Natural gas futures settled above $3 per million British thermal units for the first time since January after government data showed that U.S. stockpiles expanded by less than forecast last week.
The Energy Information Administration said inventories rose 111 billion cubic feet in the week that ended May 8 to 1.897 trillion. Analyst estimates compiled by Bloomberg showed a gain of 116 billion, while a survey of users predicted an increase of 118 billion.
Gas has climbed 21 percent since dropping to a 34-month low April 27, driven by hotter-than-normal weather that has stoked demand from power plants. U.S. forecasts released Tuesday estimated that gas consumption by electricity generators will advance 13 percent this year from 2014.
“The storage number fell short of the forecasts,” said Teri Viswanath, director of commodities strategy at BNP Paribas in New York. “Traders are also looking ahead to a below-normal injection next week, so we may sustain these price gains. We’ve had elevated cooling demand with this relatively warm weather.”
Natural gas for June delivery rose 7 cents to $3.01 per million British thermal units on the New York Mercantile Exchange, the highest settlement since Jan. 16. Volume was almost double the 100-day average.
The stockpile increase was bigger than the five-year average gain for the week — 82 billion cubic feet — according to the information administration. Supplies were 66 percent above year-earlier inventories, compared with 71.1 percent in last week’s report.

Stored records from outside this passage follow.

//! Registry-backed content store.

use std::io;

use async_trait::async_trait;
use bytes::Bytes;
use futures_util::TryStreamExt;
use plfm_span_index::{Descriptor, DigestError};
use reqwest::header::{ACCEPT, CONTENT_LENGTH, CONTENT_TYPE, LOCATION};
use reqwest::{Method, StatusCode};
use tokio::io::AsyncReadExt;
use tokio_util::io::StreamReader;
use tracing::{debug, info};

use super::{BoxReader, ContentStore, VerifyingReader};
use crate::error::{RegistryError, StoreError};
use crate::registry::{self, Endpoint, Repository};

const OCTET_STREAM: &str = "application/octet-stream";

/// Content store backed by one registry repository.
///
/// Descriptors with a manifest media type go to the `manifests` endpoint,
/// everything else to `blobs`. A descriptor without a media type that is not
/// found as a blob is retried as a manifest.
#[derive(Debug, Clone)]
pub struct RemoteStore {
    repository: Repository,
}

impl RemoteStore {
    pub fn new(repository: Repository) -> Self {
        Self { repository }
    }

    pub fn repository(&self) -> &Repository {
        &self.repository
    }

    async fn get(
        &self,
        endpoint: Endpoint,
        descriptor: &Descriptor,
    ) -> Result<BoxReader, StoreError> {
        let url = self
            .repository
            .url(endpoint, &descriptor.digest.to_string());
        debug!(url = %url, "Fetching remote content");

        let accept = registry::manifest_accept();
        let response = self
            .repository
            .send(|client| {
                let request = client.get(&url);
                match endpoint {
                    Endpoint::Manifests => request.header(ACCEPT, &accept),
                    Endpoint::Blobs => request,
                }
            })
            .await?;

        let status = response.status();
        if status != StatusCode::OK {
            return Err(registry::status_error(Method::GET, &url, status).into());
        }

        if let Some(length) = response.content_length() {
            if descriptor.size != 0 && length != descriptor.size {
                return Err(StoreError::Verify(DigestError::SizeMismatch {
                    digest: descriptor.digest.to_string(),
                    expected: descriptor.size,
                    actual: length,
                }));
            }
        }

        let stream = response.bytes_stream().map_err(io::Error::other);
        let body: BoxReader = Box::pin(StreamReader::new(stream));
        Ok(Box::pin(VerifyingReader::new(body, descriptor)))
    }

    async fn push_manifest(&self, descriptor: &Descriptor, body: Bytes) -> Result<(), StoreError> {
        let url = self
            .repository
            .url(Endpoint::Manifests, &descriptor.digest.to_string());
        let media_type = descriptor.media_type.as_deref().unwrap_or(OCTET_STREAM);

        let response = self
            .repository
            .send(|client| {
                client
                    .request(Method::PUT, &url)
                    .header(CONTENT_TYPE, media_type)
                    .body(body.clone())
            })
            .await?;

        expect_success(Method::PUT, &url, response.status())
    }

    async fn push_blob(&self, descriptor: &Descriptor, body: Bytes) -> Result<(), StoreError> {
        let start = self.repository.url(Endpoint::Blobs, "uploads/");
        let response = self
            .repository
            .send(|client| {
                client
                    .request(Method::POST, &start)
                    .header(CONTENT_LENGTH, 0)
            })
            .await?;
        expect_success(Method::POST, &start, response.status())?;

        let location = response
            .headers()
            .get(LOCATION)
            .and_then(|v| v.to_str().ok())
            .ok_or_else(|| RegistryError::Url(format!("{start}: upload has no Location")))?;
        let upload = self.repository.absolute_url(location)?;
        let digest = descriptor.digest.to_string();

        let response = self
            .repository
            .send(|client| {
                client
                    .request(Method::PUT, &upload)
                    .query(&[("digest", digest.as_str())])
                    .header(CONTENT_TYPE, OCTET_STREAM)
                    .body(body.clone())
            })
            .await?;

        expect_success(Method::PUT, &upload, response.status())
    }
}

fn endpoint_for(descriptor: &Descriptor) -> Endpoint {
    match descriptor.media_type.as_deref() {
        Some(media_type) if registry::is_manifest_media_type(media_type) => Endpoint::Manifests,
        _ => Endpoint::Blobs,
    }
}

fn expect_success(method: Method, url: &str, status: StatusCode) -> Result<(), StoreError> {
    if status.is_success() {
        Ok(())
    } else {
        Err(registry::status_error(method, url, status).into())
    }
}

#[async_trait]
impl ContentStore for RemoteStore {
    async fn fetch(&self, descriptor: &Descriptor) -> Result<BoxReader, StoreError> {
        let endpoint = endpoint_for(descriptor);
        match self.get(endpoint, descriptor).await {
            Err(e)
                if e.is_not_found()
                    && endpoint == Endpoint::Blobs
                    && descriptor.media_type.is_none() =>
            {
                self.get(Endpoint::Manifests, descriptor).await
            }
            result => result,
        }
    }

    async fn push(&self, descriptor: &Descriptor, content: BoxReader) -> Result<(), StoreError> {
        if self.exists(descriptor).await? {
            debug!(digest = %descriptor.digest, "Remote content already present");
            return Ok(());
        }

        // The transport may replay the body, so it is buffered.
        let mut data = Vec::new();
        VerifyingReader::new(content, descriptor)
            .read_to_end(&mut data)
            .await?;
        let size = data.len();
        let body = Bytes::from(data);

        match endpoint_for(descriptor) {
            Endpoint::Manifests => self.push_manifest(descriptor, body).await?,
            Endpoint::Blobs => self.push_blob(descriptor, body).await?,
        }

        info!(
            digest = %descriptor.digest,
            repository = %self.repository.name(),
            size,
            "Content pushed"
        );
        Ok(())
    }

    async fn exists(&self, descriptor: &Descriptor) -> Result<bool, StoreError> {
        let endpoint = endpoint_for(descriptor);
        let url = self
            .repository
            .url(endpoint, &descriptor.digest.to_string());
        let accept = registry::manifest_accept();

        let response = self
            .repository
            .send(|client| {
                let request = client.head(&url);
                match endpoint {
                    Endpoint::Manifests => request.header(ACCEPT, &accept),
                    Endpoint::Blobs => request,
                }
            })
            .await?;

        match response.status() {
            StatusCode::OK => Ok(true),
            StatusCode::NOT_FOUND => Ok(false),
            status => Err(registry::status_error(Method::HEAD, &url, status).into()),
        }
    }
}

#[cfg(test)]
mod tests {
    use super::*;
    use crate::registry::OCI_MANIFEST;

    #[test]
    fn test_endpoint_routing() {
        let blob = Descriptor::for_bytes(b"x");
        assert_eq!(endpoint_for(&blob), Endpoint::Blobs);
        assert_eq!(
            endpoint_for(&blob.clone().with_media_type("application/octet-stream")),
            Endpoint::Blobs
        );
        assert_eq!(
            endpoint_for(&blob.with_media_type(OCI_MANIFEST)),
            Endpoint::Manifests
        );
    }
}
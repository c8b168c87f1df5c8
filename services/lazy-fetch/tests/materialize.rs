//! End-to-end materialization against a mock registry.

use std::sync::Arc;
use std::time::Duration;

use plfm_lazy_fetch::auth::CredentialError;
use plfm_lazy_fetch::{
    materialize_with, ContentStore, FetchError, LocalStore, MaterializeOptions, MemoryStore,
    StoreError,
};
use plfm_retryable_http::{RetryConfig, RetryableClientConfig, TimeoutConfig};
use plfm_span_index::{
    CompressionAlgorithm, CompressionInfo, Descriptor, Digest, EntryType, FileMetadata, Index,
    Toc, Xattr,
};
use tempfile::TempDir;
use wiremock::matchers::{body_string_contains, header, method, path, path_regex};
use wiremock::{Mock, MockServer, Request, ResponseTemplate};

const REPO: &str = "team/app";

fn options() -> MaterializeOptions {
    MaterializeOptions {
        http: RetryableClientConfig {
            timeout: TimeoutConfig {
                dial_timeout: Duration::from_secs(1),
                response_header_timeout: Duration::from_secs(2),
                request_timeout: Duration::from_secs(5),
            },
            retry: RetryConfig {
                max_retries: 2,
                min_wait: Duration::from_millis(1),
                max_wait: Duration::from_millis(10),
            },
        },
        ..MaterializeOptions::default()
    }
}

fn image_ref(server: &MockServer) -> String {
    format!("{}/{REPO}:latest", server.address())
}

fn sample_index(blobs: Vec<Descriptor>) -> Index {
    Index {
        version: "1.0".to_string(),
        build_tool_identifier: "plfm-test".to_string(),
        compressed_archive_size: 4096,
        uncompressed_archive_size: 10240,
        toc: Toc {
            metadata: vec![
                FileMetadata {
                    name: "etc/".to_string(),
                    entry_type: EntryType::Directory,
                    mode: 0o755,
                    mod_time: "2024-05-01T12:00:00Z".to_string(),
                    ..Default::default()
                },
                FileMetadata {
                    name: "etc/hosts".to_string(),
                    entry_type: EntryType::Regular,
                    uncompressed_offset: 512,
                    uncompressed_size: 120,
                    mode: 0o644,
                    uname: "root".to_string(),
                    gname: "root".to_string(),
                    mod_time: "2024-05-01T12:00:00.123456789Z".to_string(),
                    xattrs: vec![Xattr::new("user.origin", "test")],
                    ..Default::default()
                },
                FileMetadata {
                    name: "bin/sh".to_string(),
                    entry_type: EntryType::Symlink,
                    linkname: "busybox".to_string(),
                    mode: 0o777,
                    ..Default::default()
                },
            ],
        },
        compression_info: CompressionInfo {
            algorithm: CompressionAlgorithm::Gzip,
            max_span_id: 2,
            span_digests: (0..3)
                .map(|i| Digest::sha256(format!("span-{i}").as_bytes()))
                .collect(),
            checkpoints: vec![0x1f, 0x8b, 0x08, 0x00],
        },
        blobs,
    }
}

/// Mounts `HEAD` and `GET` for `data` on the blobs endpoint.
async fn serve_blob(server: &MockServer, data: &[u8]) -> Descriptor {
    let descriptor = Descriptor::for_bytes(data);
    let blob_path = format!("/v2/{REPO}/blobs/{}", descriptor.digest);

    Mock::given(method("HEAD"))
        .and(path(blob_path.as_str()))
        .respond_with(
            ResponseTemplate::new(200)
                .insert_header("Docker-Content-Digest", descriptor.digest.to_string()),
        )
        .mount(server)
        .await;
    Mock::given(method("GET"))
        .and(path(blob_path.as_str()))
        .respond_with(ResponseTemplate::new(200).set_body_bytes(data.to_vec()))
        .mount(server)
        .await;

    descriptor
}

/// Serves three blobs and an index listing them. Returns the index and its digest.
async fn serve_image(server: &MockServer) -> (Index, Digest, Vec<(Descriptor, Vec<u8>)>) {
    let mut blobs = Vec::new();
    let contents: [&[u8]; 3] = [
        b"ztoc for layer one",
        b"ztoc for layer two",
        b"ztoc for layer three",
    ];
    for data in contents {
        let descriptor = serve_blob(server, data).await;
        blobs.push((descriptor, data.to_vec()));
    }

    let index = sample_index(blobs.iter().map(|(d, _)| d.clone()).collect());
    let encoded = index.encode();
    let index_descriptor = serve_blob(server, &encoded).await;

    (index, index_descriptor.digest, blobs)
}

async fn local_bytes(store: &dyn ContentStore, digest: &Digest) -> Vec<u8> {
    use tokio::io::AsyncReadExt;

    let mut reader = store
        .fetch(&Descriptor::from_digest(digest.clone()))
        .await
        .ok()
        .unwrap();
    let mut out = Vec::new();
    reader.read_to_end(&mut out).await.unwrap();
    out
}

#[tokio::test]
async fn materializes_index_and_blobs() {
    let server = MockServer::start().await;
    let (expected, index_digest, blobs) = serve_image(&server).await;
    let local = Arc::new(MemoryStore::new());

    let index = materialize_with(
        &image_ref(&server),
        &index_digest.to_string(),
        local.clone(),
        &options(),
    )
    .await
    .unwrap();

    assert_eq!(index, expected);
    let names: Vec<_> = index.toc.metadata.iter().map(|m| m.name.as_str()).collect();
    assert_eq!(names, ["etc/", "etc/hosts", "bin/sh"]);
    assert_eq!(index.num_spans(), 3);
    assert_eq!(index.compression_info.span_digests.len(), 3);

    // Index plus three blobs.
    assert_eq!(local.len().await, 4);
    assert_eq!(
        local.get(&index_digest).await.unwrap().as_ref(),
        expected.encode().as_slice()
    );
    for (descriptor, data) in &blobs {
        assert_eq!(local.get(&descriptor.digest).await.unwrap().as_ref(), data.as_slice());
    }
}

#[tokio::test]
async fn second_run_is_served_locally() {
    let dir = TempDir::new().unwrap();
    let server = MockServer::start().await;
    let (expected, index_digest, blobs) = serve_image(&server).await;

    let first = materialize_with(
        &image_ref(&server),
        &index_digest.to_string(),
        Arc::new(LocalStore::new(dir.path())),
        &options(),
    )
    .await
    .unwrap();
    assert_eq!(first, expected);

    // A fresh store over the same directory, and a registry that knows nothing.
    let empty = MockServer::start().await;
    let store = Arc::new(LocalStore::new(dir.path()));
    let second = materialize_with(
        &image_ref(&empty),
        &index_digest.to_string(),
        store.clone(),
        &options(),
    )
    .await
    .unwrap();

    assert_eq!(second, expected);
    assert!(empty.received_requests().await.unwrap().is_empty());
    assert_eq!(
        local_bytes(store.as_ref(), &index_digest).await,
        expected.encode()
    );
    for (descriptor, data) in &blobs {
        assert_eq!(&local_bytes(store.as_ref(), &descriptor.digest).await, data);
    }
}

#[tokio::test]
async fn failed_blob_keeps_completed_ones() {
    let server = MockServer::start().await;
    let good_one = serve_blob(&server, b"first good blob").await;
    let good_two = serve_blob(&server, b"second good blob").await;

    // Same length as the real content, wrong bytes, and slow enough that
    // the good blobs finish first.
    let bad = Descriptor::for_bytes(b"the real third blob");
    Mock::given(method("GET"))
        .and(path(format!("/v2/{REPO}/blobs/{}", bad.digest).as_str()))
        .respond_with(
            ResponseTemplate::new(200)
                .set_body_bytes(b"not the third blob!".to_vec())
                .set_delay(Duration::from_millis(300)),
        )
        .mount(&server)
        .await;

    let index = sample_index(vec![good_one.clone(), bad.clone(), good_two.clone()]);
    let index_descriptor = serve_blob(&server, &index.encode()).await;
    let local = Arc::new(MemoryStore::new());

    let err = materialize_with(
        &image_ref(&server),
        &index_descriptor.digest.to_string(),
        local.clone(),
        &options(),
    )
    .await
    .unwrap_err();

    match &err {
        FetchError::Blob { digest, source } => {
            assert_eq!(digest, &bad.digest);
            assert!(matches!(
                source.as_ref(),
                FetchError::LocalStore {
                    source: StoreError::Verify(_),
                    ..
                }
            ));
        }
        other => panic!("expected a blob failure, got {other:?}"),
    }

    assert!(local.get(&index_descriptor.digest).await.is_some());
    assert!(local.get(&good_one.digest).await.is_some());
    assert!(local.get(&good_two.digest).await.is_some());
    assert!(local.get(&bad.digest).await.is_none());
}

#[tokio::test]
async fn transient_registry_errors_are_absorbed() {
    let server = MockServer::start().await;
    let (expected, index_digest, blobs) = serve_image(&server).await;

    let flaky = format!("/v2/{REPO}/blobs/{}", blobs[1].0.digest);
    Mock::given(method("GET"))
        .and(path(flaky.as_str()))
        .respond_with(ResponseTemplate::new(503))
        .up_to_n_times(2)
        .with_priority(1)
        .mount(&server)
        .await;

    let local = Arc::new(MemoryStore::new());
    let index = materialize_with(
        &image_ref(&server),
        &index_digest.to_string(),
        local.clone(),
        &options(),
    )
    .await
    .unwrap();

    assert_eq!(index, expected);
    assert_eq!(local.len().await, 4);
}

#[tokio::test]
async fn unknown_index_is_a_resolution_error() {
    let server = MockServer::start().await;
    let local = Arc::new(MemoryStore::new());

    let err = materialize_with(
        &image_ref(&server),
        &Digest::sha256(b"no such index").to_string(),
        local.clone(),
        &options(),
    )
    .await
    .unwrap_err();

    assert!(matches!(err, FetchError::Resolution { .. }), "{err:?}");
    assert!(local.is_empty().await);
}

#[tokio::test]
async fn malformed_index_is_not_stored() {
    let server = MockServer::start().await;
    let garbage = serve_blob(&server, b"definitely not a flatbuffer").await;
    let local = Arc::new(MemoryStore::new());

    let err = materialize_with(
        &image_ref(&server),
        &garbage.digest.to_string(),
        local.clone(),
        &options(),
    )
    .await
    .unwrap_err();

    assert!(matches!(err, FetchError::IndexParse { .. }), "{err:?}");
    assert!(local.is_empty().await);
}

#[tokio::test]
async fn bad_inputs_fail_before_any_request() {
    let server = MockServer::start().await;
    let local = Arc::new(MemoryStore::new());
    let digest = Digest::sha256(b"index").to_string();

    let err = materialize_with("no-registry-host", &digest, local.clone(), &options())
        .await
        .unwrap_err();
    assert!(matches!(err, FetchError::ReferenceParse { .. }));

    let err = materialize_with(&image_ref(&server), "sha256:short", local.clone(), &options())
        .await
        .unwrap_err();
    assert!(matches!(err, FetchError::DigestParse { .. }));

    assert!(server.received_requests().await.unwrap().is_empty());
}

#[tokio::test]
async fn refresh_token_credentials_are_exchanged() {
    let server = MockServer::start().await;

    Mock::given(method("POST"))
        .and(path("/token"))
        .and(body_string_contains("grant_type=refresh_token"))
        .and(body_string_contains("refresh_token=my-refresh-token"))
        .respond_with(
            ResponseTemplate::new(200)
                .set_body_json(serde_json::json!({ "access_token": "granted" })),
        )
        .expect(1)
        .mount(&server)
        .await;

    Mock::given(path_regex("^/v2/"))
        .and(|request: &Request| !request.headers.contains_key("authorization"))
        .respond_with(ResponseTemplate::new(401).insert_header(
            "WWW-Authenticate",
            format!(
                r#"Bearer realm="{}/token",service="mock-registry",scope="repository:{REPO}:pull""#,
                server.uri()
            )
            .as_str(),
        ))
        .with_priority(1)
        .mount(&server)
        .await;

    let blob = b"ztoc behind auth";
    let blob_descriptor = Descriptor::for_bytes(blob);
    let index = sample_index(vec![blob_descriptor.clone()]);
    let encoded = index.encode();
    let index_descriptor = Descriptor::for_bytes(&encoded);

    for (descriptor, data) in [(&blob_descriptor, blob.to_vec()), (&index_descriptor, encoded)] {
        let blob_path = format!("/v2/{REPO}/blobs/{}", descriptor.digest);
        Mock::given(method("GET"))
            .and(path(blob_path.as_str()))
            .and(header("authorization", "Bearer granted"))
            .respond_with(ResponseTemplate::new(200).set_body_bytes(data))
            .mount(&server)
            .await;
        Mock::given(method("HEAD"))
            .and(path(blob_path.as_str()))
            .and(header("authorization", "Bearer granted"))
            .respond_with(ResponseTemplate::new(200))
            .mount(&server)
            .await;
    }

    let options = MaterializeOptions {
        credentials: Arc::new(|_: &str| -> Result<(String, String), CredentialError> {
            Ok((String::new(), "my-refresh-token".to_string()))
        }),
        ..options()
    };
    let local = Arc::new(MemoryStore::new());

    let materialized = materialize_with(
        &image_ref(&server),
        &index_descriptor.digest.to_string(),
        local.clone(),
        &options,
    )
    .await
    .unwrap();

    assert_eq!(materialized, index);
    assert_eq!(local.len().await, 2);
}
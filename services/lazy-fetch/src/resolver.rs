//! Reference resolution.
//!
//! Turns `<locator>:<tag>` or `<locator>@<digest>` into a complete
//! descriptor. Only needed when a descriptor's size is unknown.

use std::collections::HashSet;
use std::sync::Arc;

use async_trait::async_trait;
use plfm_retryable_http::RetryableClient;
use plfm_span_index::{Descriptor, Digest};
use reqwest::header::{HeaderMap, ACCEPT, CONTENT_LENGTH, CONTENT_TYPE};
use reqwest::{Method, RequestBuilder, Response, StatusCode};
use tracing::debug;

use crate::auth::AuthCache;
use crate::error::RegistryError;
use crate::reference::Reference;
use crate::registry::{self, Endpoint, Repository, DOCKER_CONTENT_DIGEST};

/// Largest manifest resolution will read.
pub const DEFAULT_MAX_MANIFEST_SIZE: u64 = 4 * 1024 * 1024;

/// Maps a reference string to a descriptor.
#[async_trait]
pub trait Resolver: Send + Sync {
    async fn resolve(&self, reference: &str) -> Result<Descriptor, RegistryError>;
}

/// Resolver that asks the registry named in the reference.
///
/// Tries `HEAD` on the manifests endpoint, then on the blobs endpoint for
/// digest references. Falls back to a bounded `GET` when the registry
/// rejects `HEAD` or does not report a length.
#[derive(Debug, Clone)]
pub struct RegistryResolver {
    client: RetryableClient,
    auth: Arc<AuthCache>,
    plain_http: HashSet<String>,
    max_manifest_size: u64,
}

impl RegistryResolver {
    pub fn new(client: RetryableClient, auth: Arc<AuthCache>, plain_http: HashSet<String>) -> Self {
        Self {
            client,
            auth,
            plain_http,
            max_manifest_size: DEFAULT_MAX_MANIFEST_SIZE,
        }
    }

    #[must_use]
    pub fn with_max_manifest_size(mut self, limit: u64) -> Self {
        self.max_manifest_size = limit;
        self
    }

    async fn head(
        &self,
        repository: &Repository,
        endpoint: Endpoint,
        reference: &Reference,
    ) -> Result<Descriptor, RegistryError> {
        let url = repository.url(endpoint, &reference.object());
        let response = repository
            .send(|client| accept(client.head(&url), endpoint))
            .await?;

        match response.status() {
            StatusCode::OK => {}
            StatusCode::METHOD_NOT_ALLOWED => {
                return self.get(repository, endpoint, reference).await;
            }
            status => return Err(registry::status_error(Method::HEAD, &url, status)),
        }

        let headers = response.headers();
        let Some(size) = header_length(headers).filter(|size| *size > 0) else {
            debug!(url = %url, "HEAD reported no length, falling back to GET");
            return self.get(repository, endpoint, reference).await;
        };
        if endpoint == Endpoint::Manifests && size > self.max_manifest_size {
            return Err(RegistryError::TooLarge {
                reference: reference.to_string(),
                size,
                limit: self.max_manifest_size,
            });
        }

        let reported = header_digest(headers)?;
        let digest = match (reference.digest(), reported) {
            (Some(expected), Some(actual)) if *expected != actual => {
                return Err(RegistryError::DigestMismatch {
                    expected: expected.clone(),
                    actual: actual.to_string(),
                });
            }
            (Some(expected), _) => expected.clone(),
            (None, Some(actual)) => actual,
            // A tag without a reported digest needs the content to be hashed.
            (None, None) => return self.get(repository, endpoint, reference).await,
        };

        Ok(descriptor(digest, size, endpoint, headers))
    }

    async fn get(
        &self,
        repository: &Repository,
        endpoint: Endpoint,
        reference: &Reference,
    ) -> Result<Descriptor, RegistryError> {
        let url = repository.url(endpoint, &reference.object());
        let response = repository
            .send(|client| accept(client.get(&url), endpoint))
            .await?;

        let status = response.status();
        if status != StatusCode::OK {
            return Err(registry::status_error(Method::GET, &url, status));
        }

        let headers = response.headers().clone();
        let body = self.read_bounded(response, reference).await?;
        let size = body.len() as u64;

        let digest = match reference.digest() {
            Some(expected) => {
                let mut verifier = expected.verifier();
                verifier.update(&body);
                verifier.verify(size)?
            }
            None => {
                let computed = Digest::sha256(&body);
                if let Some(reported) = header_digest(&headers)? {
                    if reported != computed {
                        return Err(RegistryError::DigestMismatch {
                            expected: reported,
                            actual: computed.to_string(),
                        });
                    }
                }
                computed
            }
        };

        Ok(descriptor(digest, size, endpoint, &headers))
    }

    async fn read_bounded(
        &self,
        mut response: Response,
        reference: &Reference,
    ) -> Result<Vec<u8>, RegistryError> {
        let limit = self.max_manifest_size;
        let too_large = |size: u64| RegistryError::TooLarge {
            reference: reference.to_string(),
            size,
            limit,
        };

        if let Some(length) = response.content_length().filter(|length| *length > limit) {
            return Err(too_large(length));
        }

        let mut body = Vec::new();
        while let Some(chunk) = response.chunk().await.map_err(RegistryError::Body)? {
            body.extend_from_slice(&chunk);
            if body.len() as u64 > limit {
                return Err(too_large(body.len() as u64));
            }
        }
        Ok(body)
    }
}

#[async_trait]
impl Resolver for RegistryResolver {
    async fn resolve(&self, reference: &str) -> Result<Descriptor, RegistryError> {
        let reference = Reference::parse(reference)?;
        let repository = Repository::new(
            &reference,
            self.client.clone(),
            Arc::clone(&self.auth),
            &self.plain_http,
        );

        let resolved = match self.head(&repository, Endpoint::Manifests, &reference).await {
            Err(RegistryError::NotFound { .. }) if reference.digest().is_some() => {
                self.head(&repository, Endpoint::Blobs, &reference).await
            }
            result => result,
        }?;

        debug!(
            reference = %reference,
            digest = %resolved.digest,
            size = resolved.size,
            "Reference resolved"
        );
        Ok(resolved)
    }
}

fn accept(request: RequestBuilder, endpoint: Endpoint) -> RequestBuilder {
    match endpoint {
        Endpoint::Manifests => request.header(ACCEPT, registry::manifest_accept()),
        Endpoint::Blobs => request,
    }
}

fn header_length(headers: &HeaderMap) -> Option<u64> {
    headers
        .get(CONTENT_LENGTH)?
        .to_str()
        .ok()?
        .trim()
        .parse()
        .ok()
}

fn header_digest(headers: &HeaderMap) -> Result<Option<Digest>, RegistryError> {
    let Some(value) = headers.get(DOCKER_CONTENT_DIGEST) else {
        return Ok(None);
    };
    let value = value
        .to_str()
        .map_err(|_| RegistryError::Url(format!("non-ASCII {DOCKER_CONTENT_DIGEST} header")))?;
    Ok(Some(Digest::parse(value.trim())?))
}

/// Only known manifest media types are recorded. Anything else is left unset
/// so the remote store can still find the content on either endpoint.
fn descriptor(digest: Digest, size: u64, endpoint: Endpoint, headers: &HeaderMap) -> Descriptor {
    let descriptor = Descriptor::new(digest, size);
    if endpoint != Endpoint::Manifests {
        return descriptor;
    }

    let media_type = headers
        .get(CONTENT_TYPE)
        .and_then(|v| v.to_str().ok())
        .map(|v| v.split(';').next().unwrap_or(v).trim())
        .filter(|v| registry::is_manifest_media_type(v));

    match media_type {
        Some(media_type) => descriptor.with_media_type(media_type),
        None => descriptor,
    }
}

#[cfg(test)]
mod tests {
    use reqwest::header::HeaderValue;

    use super::*;
    use crate::registry::OCI_MANIFEST;

    #[test]
    fn test_header_length() {
        let mut headers = HeaderMap::new();
        assert_eq!(header_length(&headers), None);
        headers.insert(CONTENT_LENGTH, HeaderValue::from_static("1234"));
        assert_eq!(header_length(&headers), Some(1234));
    }

    #[test]
    fn test_descriptor_keeps_only_manifest_media_types() {
        let digest = Digest::sha256(b"m");
        let mut headers = HeaderMap::new();
        headers.insert(
            CONTENT_TYPE,
            HeaderValue::from_static("application/vnd.oci.image.manifest.v1+json; charset=utf-8"),
        );
        let resolved = descriptor(digest.clone(), 1, Endpoint::Manifests, &headers);
        assert_eq!(resolved.media_type.as_deref(), Some(OCI_MANIFEST));

        headers.insert(CONTENT_TYPE, HeaderValue::from_static("application/octet-stream"));
        let resolved = descriptor(digest.clone(), 1, Endpoint::Manifests, &headers);
        assert_eq!(resolved.media_type, None);

        let resolved = descriptor(digest, 1, Endpoint::Blobs, &HeaderMap::new());
        assert_eq!(resolved.media_type, None);
    }

    #[test]
    fn test_invalid_reported_digest() {
        let mut headers = HeaderMap::new();
        headers.insert(DOCKER_CONTENT_DIGEST, HeaderValue::from_static("sha256:nothex"));
        assert!(header_digest(&headers).is_err());
    }
}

“It seems as if the power generation market does not have an extra gear but will be quietly humming along in fifth,” said Aaron Calder, an analyst at Gelber & Associates in Houston. “It’s unlikely that we experience undersupplied conditions in the next six weeks, but power generation demand has shown that it can somewhat handle the flood of supply.”
The weather will be hotter than usual on the East Coast through May 28, according to MDA Weather Services in Gaithersburg, Md.
The high in New York on Saturday may be 82, 11 degrees above normal, AccuWeather said on its website. Philadelphia temperatures may advance to 87, 13 degrees above average.
Power plants account for 32 percent of gas demand in the U.S., data from the information administration show.
Natural gas consumption from power plants may advance this year to 25.21 billion cubic feet a day from 2014, the administration said Tuesday in its monthly Short-Term Energy Outlook. Industrial demand may rise 4 percent to 21.81 billion.
Gas production from the seven largest shale deposits in the U.S. will drop by 112 million cubic feet a day to 46.2 billion a day in June from a month earlier, the administration said Monday in its monthly Drilling Productivity Report.